The roadside bomb that killed a U.S. soldier and wounded a second in Iraq last week was a type of improvised explosive device considered the deadliest used against U.S. forces in the long conflict, a top U.S. general said Thursday.

The device that hit the vehicle carrying the two soldiers on Oct. 1 in Salahuddin province north of Baghdad was an EFP, or explosively formed penetrator, said Army Maj. Gen. Robert White, commander of Combined Joint Forces Land Component Command-Operation Inherent Resolve.

In a video briefing from Baghdad to the Pentagon, White said the EFP "has been used over the last 15 years or so in Iraq and other places in the world. It is being employed in Syria right now. It is a dangerous, dangerous battlefield out there."

A U.S. investigation of the Oct. 1 attack determined that the device used was an EFP, White said, and Iraqi Prime Minister Haider al-Abadi has now ordered a second investigation to find the perpetrators.

The attack occurred along a stretch of road called Route Tampa by U.S forces and was a "classic ambush" at a "turn in the road, a dip in the road, causing the vehicle to slow down," White said.

Spc. Alexander W. Missildine, 20, of Tyler, Texas, was killed in the attack. He was assigned to the 710th Brigade Support Battalion, 3rd Brigade Combat Team, 10th Mountain Division (Light Infantry), out of Fort Polk, Louisiana.

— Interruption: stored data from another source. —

use crate::error::StorageError;
use crate::local_storage::core_local_storage::CoreLocalStorage;
use crate::local_storage::storage_keys::StorageKeys;
use crate::models::MockDataset;

/// Outcome of reading the dataset blob.
#[derive(Debug)]
pub enum DatasetLoad {
    Stored(MockDataset),
    Missing,
    Corrupt(StorageError),
}

pub struct DatasetLocalStorage {
    core_storage: CoreLocalStorage,
}

impl DatasetLocalStorage {
    pub fn new(core_storage: CoreLocalStorage) -> Self {
        DatasetLocalStorage { core_storage }
    }

    pub fn load_dataset(&self) -> DatasetLoad {
        match self.core_storage.get_json::<MockDataset>(StorageKeys::MOCK_DATA) {
            Ok(Some(dataset)) => DatasetLoad::Stored(dataset),
            Ok(None) => DatasetLoad::Missing,
            Err(e) => DatasetLoad::Corrupt(e),
        }
    }

    pub fn save_dataset(&self, dataset: &MockDataset) -> Result<(), StorageError> {
        self.core_storage.set_json(StorageKeys::MOCK_DATA, dataset)
    }

    pub fn clear_dataset(&self) -> Result<(), StorageError> {
        self.core_storage.remove(StorageKeys::MOCK_DATA)
    }
}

"It was a tragic event. Specialist Missildine was a key component and a part of our coalition," White said, "and our prayers go out to his family. Again, it was tragic."

The use of the EFP, first reported by The Washington Post, is believed to be the first time the device has been employed against U.S. forces in several years.

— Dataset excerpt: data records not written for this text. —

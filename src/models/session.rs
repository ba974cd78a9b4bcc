use serde::{Deserialize, Serialize};

use super::user::Role;

/// The fabricated session written by the auth screens and read by the
/// admin gate. Field names are the persisted contract.
#[derive(Debug, Clone, PartialEq, Serialize, Deserialize, Default)]
pub struct SessionRecord {
    #[serde(rename = "loggedIn", default)]
    pub logged_in: bool,
    #[serde(default, skip_serializing_if = "Option::is_none")]
    pub role: Option<Role>,
    #[serde(default)]
    pub email: String,
    #[serde(default)]
    pub name: String,
}

impl SessionRecord {
    pub fn signed_in(role: Role, email: impl Into<String>, name: impl Into<String>) -> Self {
        Self {
            logged_in: true,
            role: Some(role),
            email: email.into(),
            name: name.into(),
        }
    }

    /// Role label for display; sessions without a role are guests.
    pub fn role_label(&self) -> &'static str {
        self.role.map(|r| r.as_str()).unwrap_or("guest")
    }
}

/// Identity shown in the admin header
#[derive(Debug, Clone, PartialEq)]
pub struct CurrentUser {
    pub name: String,
    pub email: String,
    pub role: String,
}

impl CurrentUser {
    pub const FALLBACK_NAME: &'static str = "Admin User";
    pub const FALLBACK_EMAIL: &'static str = "admin@arabic.one";
    pub const FALLBACK_ROLE: &'static str = "admin";

    pub fn from_session(session: Option<&SessionRecord>) -> Self {
        Self {
            name: pick(session.map(|s| s.name.as_str()), Self::FALLBACK_NAME),
            email: pick(session.map(|s| s.email.as_str()), Self::FALLBACK_EMAIL),
            role: pick(
                session.and_then(|s| s.role).map(|r| r.as_str()),
                Self::FALLBACK_ROLE,
            ),
        }
    }

    pub fn display(&self) -> String {
        format!("{} ({})", self.name, self.role)
    }
}

fn pick(value: Option<&str>, fallback: &str) -> String {
    value
        .filter(|v| !v.is_empty())
        .unwrap_or(fallback)
        .to_string()
}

In earlier stages of the conflict in Iraq, EFPs were considered the most lethal weapons used by the enemy and were responsible for the deaths of hundreds of U.S. troops in attacks on convoys and armored vehicles, according to U.S. officials.

EFPs use an explosive shaped charge to transform a copper or steel plate into a high-velocity projectile that can penetrate even the most heavily armored vehicles.

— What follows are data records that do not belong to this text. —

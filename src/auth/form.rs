use crate::validation::{
    FieldDisplay, PasswordReport, Rule, Trigger, ValidationResult, validate_strong_password,
};

/// Label shown on a submit button while its form is in flight, unless the
/// form sets its own.
pub const DEFAULT_LOADING_TEXT: &str = "Working...";

#[derive(Debug, Clone, Copy, PartialEq, Eq, Hash)]
pub enum FormKind {
    Login,
    Signup,
    Forgot,
}

impl FormKind {
    pub fn form_id(&self) -> &'static str {
        match self {
            FormKind::Login => "loginForm",
            FormKind::Signup => "signupForm",
            FormKind::Forgot => "forgotForm",
        }
    }
}

#[derive(Debug, Clone)]
pub struct Field {
    pub name: &'static str,
    pub rule: Rule,
    /// Name of the password field a confirm field mirrors
    pub confirm_target: Option<&'static str>,
    pub value: String,
    pub display: FieldDisplay,
}

impl Field {
    fn new(name: &'static str, rule: Rule) -> Self {
        Self {
            name,
            rule,
            confirm_target: None,
            value: String::new(),
            display: FieldDisplay::Cleared,
        }
    }

    fn confirming(mut self, target: &'static str) -> Self {
        self.confirm_target = Some(target);
        self
    }
}

/// Submit button state derived from the form.
#[derive(Debug, Clone, PartialEq, Eq)]
pub struct SubmitButton {
    pub disabled: bool,
    pub loading: bool,
    pub label: String,
}

/// What changed when a field was edited.
#[derive(Debug, Clone, PartialEq, Eq, Default)]
pub struct FieldChange {
    /// Set when a strong-password field was validated
    pub password: Option<PasswordReport>,
    /// Confirm fields that were re-validated as a side effect
    pub revalidated: Vec<&'static str>,
}

#[derive(Debug, Clone)]
pub struct AuthForm {
    kind: FormKind,
    fields: Vec<Field>,
    submit_label: &'static str,
    loading_text: &'static str,
    loading: bool,
}

impl AuthForm {
    pub fn login() -> Self {
        Self {
            kind: FormKind::Login,
            fields: vec![
                Field::new("email", Rule::Email),
                Field::new("password", Rule::PasswordBasic),
            ],
            submit_label: "Sign in",
            loading_text: "Signing in...",
            loading: false,
        }
    }

    pub fn signup() -> Self {
        Self {
            kind: FormKind::Signup,
            fields: vec![
                Field::new("fullName", Rule::Text),
                Field::new("email", Rule::Email),
                Field::new("password", Rule::Password),
                Field::new("confirmPassword", Rule::Confirm).confirming("password"),
            ],
            submit_label: "Create account",
            loading_text: "Creating account...",
            loading: false,
        }
    }

    pub fn forgot() -> Self {
        Self {
            kind: FormKind::Forgot,
            fields: vec![Field::new("email", Rule::Email)],
            submit_label: "Send reset link",
            loading_text: DEFAULT_LOADING_TEXT,
            loading: false,
        }
    }

    pub fn kind(&self) -> FormKind {
        self.kind
    }

    pub fn fields(&self) -> &[Field] {
        &self.fields
    }

    pub fn field(&self, name: &str) -> Option<&Field> {
        self.fields.iter().find(|f| f.name == name)
    }

    /// Current value of a field, or `""` for unknown names.
    pub fn value(&self, name: &str) -> &str {
        self.field(name).map(|f| f.value.as_str()).unwrap_or("")
    }

    /// Trimmed value, as the success handlers read it.
    pub fn trimmed(&self, name: &str) -> &str {
        self.value(name).trim()
    }

    fn position(&self, name: &str) -> Option<usize> {
        self.fields.iter().position(|f| f.name == name)
    }

    fn check(&self, index: usize) -> ValidationResult {
        let field = &self.fields[index];
        let paired = field.confirm_target.map(|t| self.value(t)).unwrap_or("");
        field.rule.check(&field.value, paired)
    }

    fn run_validation(&mut self, index: usize, force: bool) {
        let result = self.check(index);
        let field = &mut self.fields[index];
        field.display = FieldDisplay::for_result(&result, &field.value, force);
    }

    /// Edit a field and validate it. Unknown field names are ignored.
    pub fn set_value(&mut self, name: &str, value: &str, trigger: Trigger) -> FieldChange {
        let Some(index) = self.position(name) else {
            tracing::debug!(form = self.kind.form_id(), field = name, "Ignoring unknown field");
            return FieldChange::default();
        };

        self.fields[index].value = value.to_string();
        self.run_validation(index, trigger.force());

        let mut change = FieldChange::default();
        if self.fields[index].rule == Rule::Password {
            change.password = Some(validate_strong_password(value));

            // A non-empty confirmation follows its password
            let field_name = self.fields[index].name;
            let dependents: Vec<usize> = self
                .fields
                .iter()
                .enumerate()
                .filter(|(_, f)| f.confirm_target == Some(field_name) && !f.value.is_empty())
                .map(|(i, _)| i)
                .collect();
            for dependent in dependents {
                self.run_validation(dependent, true);
                change.revalidated.push(self.fields[dependent].name);
            }
        }
        change
    }

    /// Aggregate validity; what the browser's `checkValidity` would say.
    pub fn is_valid(&self) -> bool {
        (0..self.fields.len()).all(|i| self.check(i).is_valid)
    }

    /// Force feedback on every field, as a rejected submit does.
    pub fn reveal_invalid(&mut self) {
        for index in 0..self.fields.len() {
            self.run_validation(index, Trigger::Submit.force());
        }
    }

    pub fn is_loading(&self) -> bool {
        self.loading
    }

    pub(crate) fn set_loading(&mut self, loading: bool) {
        self.loading = loading;
    }

    pub fn submit_button(&self) -> SubmitButton {
        if self.loading {
            return SubmitButton {
                disabled: true,
                loading: true,
                label: self.loading_text.to_string(),
            };
        }
        SubmitButton {
            disabled: !self.is_valid(),
            loading: false,
            label: self.submit_label.to_string(),
        }
    }

    /// Clear values and feedback.
    pub fn reset(&mut self) {
        for field in &mut self.fields {
            field.value.clear();
            field.display = FieldDisplay::Cleared;
        }
    }
}

/// Show/hide toggle next to a password input.
#[derive(Debug, Clone, Copy, PartialEq, Eq, Default)]
pub struct PasswordVisibility {
    visible: bool,
}

impl PasswordVisibility {
    pub fn toggle(&mut self) {
        self.visible = !self.visible;
    }

    pub fn input_type(&self) -> &'static str {
        if self.visible { "text" } else { "password" }
    }

    /// `aria-pressed` on the toggle button
    pub fn pressed(&self) -> bool {
        self.visible
    }

    pub fn button_label(&self) -> &'static str {
        if self.visible { "Hide" } else { "Show" }
    }
}

#[cfg(test)]
mod tests {
    use super::*;

    fn filled_signup() -> AuthForm {
        let mut form = AuthForm::signup();
        form.set_value("fullName", "Layla Noor", Trigger::Change);
        form.set_value("email", "layla@example.com", Trigger::Change);
        form.set_value("password", "Abc12345!", Trigger::Change);
        form.set_value("confirmPassword", "Abc12345!", Trigger::Change);
        form
    }

    #[test]
    fn empty_form_disables_submit() {
        let form = AuthForm::login();
        let button = form.submit_button();
        assert!(button.disabled);
        assert!(!button.loading);
        assert_eq!(button.label, "Sign in");
    }

    #[test]
    fn complete_signup_enables_submit() {
        let form = filled_signup();
        assert!(form.is_valid());
        assert!(!form.submit_button().disabled);
    }

    #[test]
    fn password_edit_revalidates_filled_confirmation() {
        let mut form = filled_signup();

        let change = form.set_value("password", "Abc12345?", Trigger::Input);
        assert_eq!(change.revalidated, vec!["confirmPassword"]);
        assert_eq!(change.password.map(|p| p.score), Some(4));
        assert_eq!(
            form.field("confirmPassword").map(|f| f.display.clone()),
            Some(FieldDisplay::Invalid("Passwords must match exactly.".to_string()))
        );
        assert!(form.submit_button().disabled);
    }

    #[test]
    fn empty_confirmation_is_left_alone() {
        let mut form = AuthForm::signup();
        let change = form.set_value("password", "abc", Trigger::Input);
        assert!(change.revalidated.is_empty());
        assert_eq!(
            form.field("confirmPassword").map(|f| f.display.clone()),
            Some(FieldDisplay::Cleared)
        );
    }

    #[test]
    fn keystroke_on_empty_field_does_not_flash_errors() {
        let mut form = AuthForm::forgot();
        form.set_value("email", "", Trigger::Input);
        assert_eq!(form.field("email").map(|f| f.display.clone()), Some(FieldDisplay::Cleared));

        form.set_value("email", "", Trigger::Blur);
        assert_eq!(
            form.field("email").map(|f| f.display.clone()),
            Some(FieldDisplay::Invalid("Email is required.".to_string()))
        );
    }

    #[test]
    fn loading_overrides_validity() {
        let mut form = filled_signup();
        form.set_loading(true);
        let button = form.submit_button();
        assert!(button.disabled);
        assert!(button.loading);
        assert_eq!(button.label, "Creating account...");

        let mut invalid = AuthForm::forgot();
        invalid.set_loading(true);
        assert_eq!(invalid.submit_button().label, DEFAULT_LOADING_TEXT);
    }

    #[test]
    fn reveal_marks_every_empty_field() {
        let mut form = AuthForm::login();
        form.reveal_invalid();
        assert!(form.fields().iter().all(|f| f.display.aria_invalid()));

        form.reset();
        assert!(form.fields().iter().all(|f| f.display == FieldDisplay::Cleared));
    }

    #[test]
    fn password_visibility_toggle() {
        let mut toggle = PasswordVisibility::default();
        assert_eq!(toggle.input_type(), "password");
        toggle.toggle();
        assert_eq!(toggle.input_type(), "text");
        assert!(toggle.pressed());
        assert_eq!(toggle.button_label(), "Hide");
    }
}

"We know it was a steel penetrator for an EFP," White said.

Before the withdrawal of U.S. combat forces in 2011, U.S. commanders frequently charged that Iran was behind the supply of EFPs to Shiite militants in Iraq.

In his briefing from Baghdad, White said that demoralized ISIS fighters are fleeing the battlefield or surrendering in droves in a sign of their imminent defeat following the fall of Mosul, Tal Afar, Hawija and other former strongholds of the Islamic State of Iraq and Syria.

"Daesh [another name for ISIS] is fighting for survival. The physical caliphate has been defeated" with the ouster of ISIS fighters from 95 percent of Iraq's territory, he said. "They're starting to run away, and they're starting to surrender."

"They're losing, they know they're losing, and they're on their way out," White said, but the U.S. commitment in Iraq will remain to prevent a return of ISIS and to assist the central government in Baghdad in bringing about political stability.

That stability is now threatened by the independence movement in the Kurdish region.

"We're here to help the Iraqi Security Forces defeat ISIS," White said. "What's happening between the KRG [Kurdish Regional Government] and GOI [Government of Iraq] is political in nature, and it's for them to resolve."

He said that U.S. training for Kurdish Peshmerga forces is continuing in Irbil, capital of the Kurdish region.

As far as "any type of assistance from the government of Iraq to Irbil being cut off -- it has to be something you talk to the government of Iraq about," White said.

The general disclosed that he met last week in Irbil with Masoud Barzani, president of the Kurdish region.

Barzani "was concerned that the coalition would stop providing support to his forces in the form of training," White said. "I assured him that that was not the case" and the training would continue "until I was instructed or ordered otherwise. And it has to date, and we are still programming that training well into the future."